-Aquí no tenemos prisa- nos dice con gran orgullo el taxista que nos lleva del aeropuerto al hotel Agua, donde nos vamos a hospedar por 4 días. Al asomarme por la ventana me doy cuenta de la verdad en sus palabras. Las caras de los cartagenos son alegres y relajadas. Nadie corre ni se estresa o agita. Aquí la paz reina.
En el casco antiguo, uno se deleita perdiéndose entre sus pequeñas calles. Todo esta a dos cuadras de todo lo demás. Paseas para encontrarte con una hermosa y antigua catedral que mira hacia una pintoresca plaza repleta de vendedores ambulantes y aromas que provienen de las cocinas de sus casas o restaurantes. Sigues caminando un poco mas y te topas con la muralla, la cual puedes recorrer, obteniendo una maravillosa vista del mar con sus playas de arena obscura y los edificios que recuerdan a Miami en la parte moderna de Cartagena de Indias a lo lejos.
Al acabar el gran espectáculo de la puesta del sol que vimos desde el Café del Mar en la muralla, nos dirigimos a cenar, esperando con ansias probar mas de la sabrosa comida de esta ciudad, que hasta ahora nos ha encantado. Bajo recomendación gozamos las exquisitas comidas de los restaurantes Vitrola, Don Juan y Vera. Los tres sobrepasaron nuestras expectativas y resultaron en historia de amor entre nosotros y la comida colombiana.

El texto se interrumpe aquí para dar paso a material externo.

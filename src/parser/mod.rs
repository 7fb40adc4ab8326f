/*
** This file is a part of Xmlwrap (XML parsing and XSLT bridge)
** Copyright (C) 2025 Gurer Ozen
**
** Xmlwrap is free software: you can redistribute it and/or modify it
** under the terms of the GNU Lesser General Public License as
** published by the Free Software Foundation, either version 3 of
** the License, or (at your option) any later version.
*/

mod error;
mod location;

use error::description;
pub use error::SaxError;
pub use location::Location;

/// An XML construct returned from the tokenizer.
#[derive(Debug, Eq, PartialEq)]
pub enum SaxElement<'a> {
    /// A start tag or empty element tag.
    ///
    /// The argument is the full name of the tag. This element is sent to the handler as soon as
    /// the name is parsed.
    StartTag(&'a str),

    /// A tag attribute for the last StartTag.
    ///
    /// First argument is the attribute name and the second argument is the attribute value.
    /// All references in the attribute value are replaced with the actual characters.
    Attribute(&'a str, &'a str),

    /// Indicates that the last StartTag was an empty element tag and will have no content.
    EmptyElementTag,

    /// An end tag element.
    ///
    /// The argument is the full name of the end tag.
    EndTag(&'a str),

    /// A character data element.
    ///
    /// You might get this element several times with different parts of the content for a
    /// single continous block of text, for example when the tokenizer encounters a reference
    /// to substitute. The tree builder concatenates the parts.
    CData(&'a str),

    /// Character data coming from a `<![CDATA[...]]>` section.
    ///
    /// Kept apart from [CData](SaxElement::CData) because section content is never
    /// considered ignorable whitespace.
    CDataSection(&'a str),

    /// A processing instruction, including the XML declaration.
    ///
    /// The argument is everything between `<?` and `?>`.
    ProcessingInstruction(&'a str),
}

pub trait SaxHandler {
    fn handle_element(&mut self, element: &SaxElement) -> Result<(), SaxError>;
}

/// SAX (Simple API for XML) based XML tokenizer.
///
/// This struct processes the incoming bytes and invokes a handler
/// function for each encountered XML construct. It checks the lexical
/// rules only; matching of start and end tag names, attribute
/// uniqueness and namespaces are left to the tree builder.
///
/// # Examples
///
/// ```
/// use xmlwrap::{SaxElement, SaxError, SaxHandler, SaxParser};
///
/// struct Counter { tags: usize }
/// impl SaxHandler for Counter {
///     fn handle_element(&mut self, element: &SaxElement) -> Result<(), SaxError> {
///         if let SaxElement::StartTag(_) = element {
///             self.tags += 1;
///         }
///         Ok(())
///     }
/// }
///
/// let mut counter = Counter { tags: 0 };
/// let mut parser = SaxParser::new();
/// parser.parse_bytes(&mut counter, b"<doc><a/><b>text</b></doc>").unwrap();
/// parser.parse_finish().unwrap();
/// assert_eq!(counter.tags, 3);
/// ```
pub struct SaxParser {
    state: State,
    uni_len: u32,
    uni_left: u32,
    uni_char: u32,
    depth: usize,
    is_end_tag: bool,
    is_quot_value: bool,
    seen_content: bool,
    value_pos: usize,
    buffer: Vec<u8>,
    ref_buffer: Vec<u8>,
    char_ref_value: u32,
    is_value_ref: bool,
    location: Location,
}

#[derive(Clone, Copy, Eq, PartialEq)]
enum State {
    Prolog,
    TagStart,
    PI,
    PIEnd,
    Markup,
    CDataSectionC,
    CDataSectionCD,
    CDataSectionCDA,
    CDataSectionCDAT,
    CDataSectionCDATA,
    CDataSectionCDATAb,
    CDataSectionBody,
    CDataSectionMaybeEnd,
    CDataSectionMaybeEnd2,
    CommentStart,
    CommentBody,
    CommentMaybeEnd,
    CommentEnd,
    DoctypeDO,
    DoctypeDOC,
    DoctypeDOCT,
    DoctypeDOCTY,
    DoctypeDOCTYP,
    DoctypeDOCTYPE,
    DoctypeWhitespace,
    DoctypeSkip,
    DoctypeMarkupDecl,
    TagName,
    EndTagWhitespace,
    EmptyTagEnd,
    AttributeWhitespace,
    AttributeName,
    AttributeValueStart,
    AttributeValue,
    AttributeEq,
    CData,
    Reference,
    CharReference,
    CharReferenceBody,
    HexCharReference,
    Entity,
    Epilog,
}

const INITIAL_BUFFER_CAPACITY: usize = 128;

const REF_BUFFER_SIZE: usize = 8;

macro_rules! whitespace {
    () => {
        b' ' | b'\t' | b'\r' | b'\n'
    };
}

fn is_valid_xml_char(c: u32) -> bool {
    matches!(
        c,
        0x09 | 0x0a | 0x0d | 0x20..=0xd7ff | 0xe000..=0xfffd | 0x10000..=0x10ffff
    )
}

// The tokenizer validates every byte before it reaches a slice, so this only
// fails when a multi byte sequence is cut by the caller's block boundary.
fn as_str(bytes: &[u8]) -> Result<&str, SaxError> {
    std::str::from_utf8(bytes).map_err(|_| SaxError::BadXml(description::UTF8_INCOMPLETE))
}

El hospedaje de un viaje es una parte esencial de la experiencia al igual que la gastronomía. El hotel Agua, recomendado por Fernando Botero, hijo del famoso artista y calificado como el mejor de Cartagena, es un pequeño santuario de comodidad. Cada una de sus seis habitaciones es diferente y toda su decoración esta conformada de antigüedades y obas de arte. Un cuadro original de Botero, adorado por los colombianos, cubre la pared a la derecha de mi cama. La mesa para el café ha vivido mas años que mi abuelo y la simpática terraza da hacia el interior del hotel donde se alzan dos altas palmeras rodeadas por un pequeño estanque. Aquí te encuentras con un servicio excelente y una refrescante alberca en el tercer piso, necesaria en esta época del año aunque siempre se logra escabullir una deliciosa brisa a todos los rincones de la ciudad.
Empezando a extrañar de una vez a mi ahora amada Cartagena, nos subimos a un yate que nos llevará a la isla Barú donde, lamentablemente, pasaremos solo una noche. Atravesamos la Bahía de Cartagena en 40 minutos y llegamos a nuestro destino, un hotel de tres habitaciones de los mismos dueños y maravillosos arquitectos del Agua. Un muelle de madera es la entrada. Manglares y corales multicolores le hacen eco a las aguas transparentes y tibias de la Bahía. Hermosa decoración típica colombiana adorna el camino de arena hacia el pequeños lobby. De ahí son 150 escalones entre árboles y flores para llegar a la habitación. Un alojamiento de dos pisos con piscina propia y vibra buena. En canoas llegan nativos con sus perlas y sonrisas. Un encanto de lugar en donde el tiempo se detiene y los sentidos se alteran.
-En Colombia uno se deja llevar- Dijo aquel taxista al principio del viaje. Cartagena es un dejarse fluir en un espacio sin tiempo, ahora entiendo el significado de sus palabras.